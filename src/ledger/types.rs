//! Ledger-side status types.

use serde::{Deserialize, Serialize};
use solana_sdk::hash::Hash;
use std::fmt;

/// Confirmation level, ordered from weakest to strongest.
#[derive(Debug, Clone, Copy, PartialEq, Eq, PartialOrd, Ord, Hash, Serialize, Deserialize)]
#[serde(rename_all = "lowercase")]
pub enum Commitment {
    Processed,
    Confirmed,
    Finalized,
}

impl Commitment {
    pub fn as_str(&self) -> &'static str {
        match self {
            Commitment::Processed => "processed",
            Commitment::Confirmed => "confirmed",
            Commitment::Finalized => "finalized",
        }
    }
}

impl fmt::Display for Commitment {
    fn fmt(&self, f: &mut fmt::Formatter<'_>) -> fmt::Result {
        f.write_str(self.as_str())
    }
}

/// Status of one transaction signature as reported by `getSignatureStatuses`.
#[derive(Debug, Clone, PartialEq, Serialize, Deserialize)]
#[serde(rename_all = "camelCase")]
pub struct SignatureStatus {
    /// Slot the transaction was processed in.
    pub slot: u64,
    /// Confirmations so far; `None` once rooted.
    pub confirmations: Option<u64>,
    /// Execution error, if the transaction failed.
    #[serde(default)]
    pub err: Option<serde_json::Value>,
    /// Cluster confirmation level.
    #[serde(default)]
    pub confirmation_status: Option<Commitment>,
}

impl SignatureStatus {
    /// Effective confirmation level.
    ///
    /// Older nodes omit `confirmationStatus`; a missing confirmation count
    /// then means the slot is rooted.
    pub fn commitment(&self) -> Commitment {
        match (self.confirmation_status, self.confirmations) {
            (Some(level), _) => level,
            (None, None) => Commitment::Finalized,
            (None, Some(_)) => Commitment::Processed,
        }
    }

    /// Whether this status reached at least `required`.
    pub fn satisfies(&self, required: Commitment) -> bool {
        self.commitment() >= required
    }
}

/// Every signature has a status at or above `required`.
pub fn all_confirmed(statuses: &[Option<SignatureStatus>], required: Commitment) -> bool {
    !statuses.is_empty()
        && statuses
            .iter()
            .all(|status| status.as_ref().is_some_and(|s| s.satisfies(required)))
}

/// Response of `getLatestBlockhash`.
#[derive(Debug, Clone, PartialEq, Eq)]
pub struct LatestBlockhash {
    pub blockhash: Hash,
    pub last_valid_block_height: u64,
}

/// Wire form of a `getLatestBlockhash` value.
#[derive(Debug, Deserialize)]
#[serde(rename_all = "camelCase")]
pub(crate) struct RpcBlockhash {
    pub blockhash: String,
    pub last_valid_block_height: u64,
}

/// `{context, value}` wrapper used by most ledger methods.
#[derive(Debug, Clone, Deserialize, Serialize)]
pub struct RpcContextual<T> {
    pub context: RpcContext,
    pub value: T,
}

#[derive(Debug, Clone, Deserialize, Serialize)]
pub struct RpcContext {
    pub slot: u64,
}

/// Account capture requested around each simulated transaction.
#[derive(Debug, Clone, Default, Serialize, Deserialize)]
pub struct ExecutionAccountsConfig {
    pub encoding: String,
    pub addresses: Vec<String>,
}

impl ExecutionAccountsConfig {
    /// Capture nothing.
    pub fn none() -> Self {
        Self {
            encoding: "base64".to_string(),
            addresses: Vec::new(),
        }
    }
}

/// Pre/post account capture settings for `simulateBundle`.
#[derive(Debug, Clone, Default, Serialize, Deserialize)]
#[serde(rename_all = "camelCase")]
pub struct SimulateBundleConfig {
    pub pre_execution_accounts_configs: Vec<ExecutionAccountsConfig>,
    pub post_execution_accounts_configs: Vec<ExecutionAccountsConfig>,
}

impl SimulateBundleConfig {
    /// No account capture for a bundle of `len` transactions.
    pub fn without_accounts(len: usize) -> Self {
        Self {
            pre_execution_accounts_configs: vec![ExecutionAccountsConfig::none(); len],
            post_execution_accounts_configs: vec![ExecutionAccountsConfig::none(); len],
        }
    }
}

/// Per-transaction simulation output.
#[derive(Debug, Clone, Default, Serialize, Deserialize)]
#[serde(rename_all = "camelCase", default)]
pub struct SimulatedTransaction {
    pub err: Option<serde_json::Value>,
    pub logs: Option<Vec<String>>,
    pub pre_execution_accounts: Option<Vec<serde_json::Value>>,
    pub post_execution_accounts: Option<Vec<serde_json::Value>>,
    pub units_consumed: Option<u64>,
    pub return_data: Option<serde_json::Value>,
}

/// Value of a `simulateBundle` response.
#[derive(Debug, Clone, Serialize, Deserialize)]
#[serde(rename_all = "camelCase")]
pub struct SimulatedBundle {
    /// `"succeeded"` or `{"failed": {...}}`.
    pub summary: serde_json::Value,
    pub transaction_results: Vec<SimulatedTransaction>,
}

#[cfg(test)]
mod tests {
    use super::*;

    fn status(level: Option<Commitment>, confirmations: Option<u64>) -> SignatureStatus {
        SignatureStatus {
            slot: 10,
            confirmations,
            err: None,
            confirmation_status: level,
        }
    }

    #[test]
    fn test_commitment_ordering() {
        assert!(Commitment::Processed < Commitment::Confirmed);
        assert!(Commitment::Confirmed < Commitment::Finalized);
    }

    #[test]
    fn test_satisfies() {
        let confirmed = status(Some(Commitment::Confirmed), Some(3));
        assert!(confirmed.satisfies(Commitment::Processed));
        assert!(confirmed.satisfies(Commitment::Confirmed));
        assert!(!confirmed.satisfies(Commitment::Finalized));

        assert!(status(None, None).satisfies(Commitment::Finalized));
        assert!(!status(None, Some(1)).satisfies(Commitment::Confirmed));
    }

    #[test]
    fn test_all_confirmed_requires_every_signature() {
        let ok = Some(status(Some(Commitment::Confirmed), Some(1)));
        assert!(all_confirmed(&[ok.clone(), ok.clone()], Commitment::Confirmed));
        assert!(!all_confirmed(&[ok.clone(), None], Commitment::Confirmed));
        assert!(!all_confirmed(&[], Commitment::Confirmed));
    }

    #[test]
    fn test_signature_status_wire_format() {
        let json = r#"{"slot":72,"confirmations":10,"err":null,"confirmationStatus":"confirmed"}"#;
        let parsed: SignatureStatus = serde_json::from_str(json).unwrap();
        assert_eq!(parsed.slot, 72);
        assert_eq!(parsed.commitment(), Commitment::Confirmed);
    }

    #[test]
    fn test_simulate_config_lengths() {
        let config = SimulateBundleConfig::without_accounts(3);
        assert_eq!(config.pre_execution_accounts_configs.len(), 3);
        let json = serde_json::to_value(&config).unwrap();
        assert!(json.get("preExecutionAccountsConfigs").is_some());
    }
}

━━━━━━━━━━━━━━━━━━━━━━━━━━━━━━

PROMPT → All records above must be returned exactly as they appear.

ANSWER FOR THIS EXERCISE →
filename src/ledger/types.rs
//! Ledger-side status types.

use serde::{Deserialize, Serialize};
use solana_sdk::hash::Hash;
use std::fmt;

/// Confirmation level, ordered from weakest to strongest.
#[derive(Debug, Clone, Copy, PartialEq, Eq, PartialOrd, Ord, Hash, Serialize, Deserialize)]
#[serde(rename_all = "lowercase")]
pub enum Commitment {
    Processed,
    Confirmed,
    Finalized,
}

impl Commitment {
    pub fn as_str(&self) -> &'static str {
        match self {
            Commitment::Processed => "processed",
            Commitment::Confirmed => "confirmed",
            Commitment::Finalized => "finalized",
        }
    }
}

impl fmt::Display for Commitment {
    fn fmt(&self, f: &mut fmt::Formatter<'_>) -> fmt::Result {
        f.write_str(self.as_str())
    }
}

/// Status of one transaction signature as reported by `getSignatureStatuses`.
#[derive(Debug, Clone, PartialEq, Serialize, Deserialize)]
#[serde(rename_all = "camelCase")]
pub struct SignatureStatus {
    /// Slot the transaction was processed in.
    pub slot: u64,
    /// Confirmations so far; `None` once rooted.
    pub confirmations: Option<u64>,
    /// Execution error, if the transaction failed.
    #[serde(default)]
    pub err: Option<serde_json::Value>,
    /// Cluster confirmation level.
    #[serde(default)]
    pub confirmation_status: Option<Commitment>,
}

impl SignatureStatus {
    /// Effective confirmation level.
    ///
    /// Older nodes omit `confirmationStatus`; a missing confirmation count
    /// then means the slot is rooted.
    pub fn commitment(&self) -> Commitment {
        match (self.confirmation_status, self.confirmations) {
            (Some(level), _) => level,
            (None, None) => Commitment::Finalized,
            (None, Some(_)) => Commitment::Processed,
        }
    }

    /// Whether this status reached at least `required`.
    pub fn satisfies(&self, required: Commitment) -> bool {
        self.commitment() >= required
    }
}

/// Every signature has a status at or above `required`.
pub fn all_confirmed(statuses: &[Option<SignatureStatus>], required: Commitment) -> bool {
    !statuses.is_empty()
        && statuses
            .iter()
            .all(|status| status.as_ref().is_some_and(|s| s.satisfies(required)))
}

/// Response of `getLatestBlockhash`.
#[derive(Debug, Clone, PartialEq, Eq)]
pub struct LatestBlockhash {
    pub blockhash: Hash,
    pub last_valid_block_height: u64,
}

/// Wire form of a `getLatestBlockhash` value.
#[derive(Debug, Deserialize)]
#[serde(rename_all = "camelCase")]
pub(crate) struct RpcBlockhash {
    pub blockhash: String,
    pub last_valid_block_height: u64,
}

/// `{context, value}` wrapper used by most ledger methods.
#[derive(Debug, Clone, Deserialize, Serialize)]
pub struct RpcContextual<T> {
    pub context: RpcContext,
    pub value: T,
}

#[derive(Debug, Clone, Deserialize, Serialize)]
pub struct RpcContext {
    pub slot: u64,
}

/// Account capture requested around each simulated transaction.
#[derive(Debug, Clone, Default, Serialize, Deserialize)]
pub struct ExecutionAccountsConfig {
    pub encoding: String,
    pub addresses: Vec<String>,
}

impl ExecutionAccountsConfig {
    /// Capture nothing.
    pub fn none() -> Self {
        Self {
            encoding: "base64".to_string(),
            addresses: Vec::new(),
        }
    }
}

/// Pre/post account capture settings for `simulateBundle`.
#[derive(Debug, Clone, Default, Serialize, Deserialize)]
#[serde(rename_all = "camelCase")]
pub struct SimulateBundleConfig {
    pub pre_execution_accounts_configs: Vec<ExecutionAccountsConfig>,
    pub post_execution_accounts_configs: Vec<ExecutionAccountsConfig>,
}

impl SimulateBundleConfig {
    /// No account capture for a bundle of `len` transactions.
    pub fn without_accounts(len: usize) -> Self {
        Self {
            pre_execution_accounts_configs: vec![ExecutionAccountsConfig::none(); len],
            post_execution_accounts_configs: vec![ExecutionAccountsConfig::none(); len],
        }
    }
}

/// Per-transaction simulation output.
#[derive(Debug, Clone, Default, Serialize, Deserialize)]
#[serde(rename_all = "camelCase", default)]
pub struct SimulatedTransaction {
    pub err: Option<serde_json::Value>,
    pub logs: Option<Vec<String>>,
    pub pre_execution_accounts: Option<Vec<serde_json::Value>>,
    pub post_execution_accounts: Option<Vec<serde_json::Value>>,
    pub units_consumed: Option<u64>,
    pub return_data: Option<serde_json::Value>,
}

/// Value of a `simulateBundle` response.
#[derive(Debug, Clone, Serialize, Deserialize)]
#[serde(rename_all = "camelCase")]
pub struct SimulatedBundle {
    /// `"succeeded"` or `{"failed": {...}}`.
    pub summary: serde_json::Value,
    pub transaction_results: Vec<SimulatedTransaction>,
}

#[cfg(test)]
mod tests {
    use super::*;

    fn status(level: Option<Commitment>, confirmations: Option<u64>) -> SignatureStatus {
        SignatureStatus {
            slot: 10,
            confirmations,
            err: None,
            confirmation_status: level,
        }
    }

    #[test]
    fn test_commitment_ordering() {
        assert!(Commitment::Processed < Commitment::Confirmed);
        assert!(Commitment::Confirmed < Commitment::Finalized);
    }

    #[test]
    fn test_satisfies() {
        let confirmed = status(Some(Commitment::Confirmed), Some(3));
        assert!(confirmed.satisfies(Commitment::Processed));
        assert!(confirmed.satisfies(Commitment::Confirmed));
        assert!(!confirmed.satisfies(Commitment::Finalized));

        assert!(status(None, None).satisfies(Commitment::Finalized));
        assert!(!status(None, Some(1)).satisfies(Commitment::Confirmed));
    }

    #[test]
    fn test_all_confirmed_requires_every_signature() {
        let ok = Some(status(Some(Commitment::Confirmed), Some(1)));
        assert!(all_confirmed(&[ok.clone(), ok.clone()], Commitment::Confirmed));
        assert!(!all_confirmed(&[ok.clone(), None], Commitment::Confirmed));
        assert!(!all_confirmed(&[], Commitment::Confirmed));
    }

    #[test]
    fn test_signature_status_wire_format() {
        let json = r#"{"slot":72,"confirmations":10,"err":null,"confirmationStatus":"confirmed"}"#;
        let parsed: SignatureStatus = serde_json::from_str(json).unwrap();
        assert_eq!(parsed.slot, 72);
        assert_eq!(parsed.commitment(), Commitment::Confirmed);
    }

    #[test]
    fn test_simulate_config_lengths() {
        let config = SimulateBundleConfig::without_accounts(3);
        assert_eq!(config.pre_execution_accounts_configs.len(), 3);
        let json = serde_json::to_value(&config).unwrap();
        assert!(json.get("preExecutionAccountsConfigs").is_some());
    }
}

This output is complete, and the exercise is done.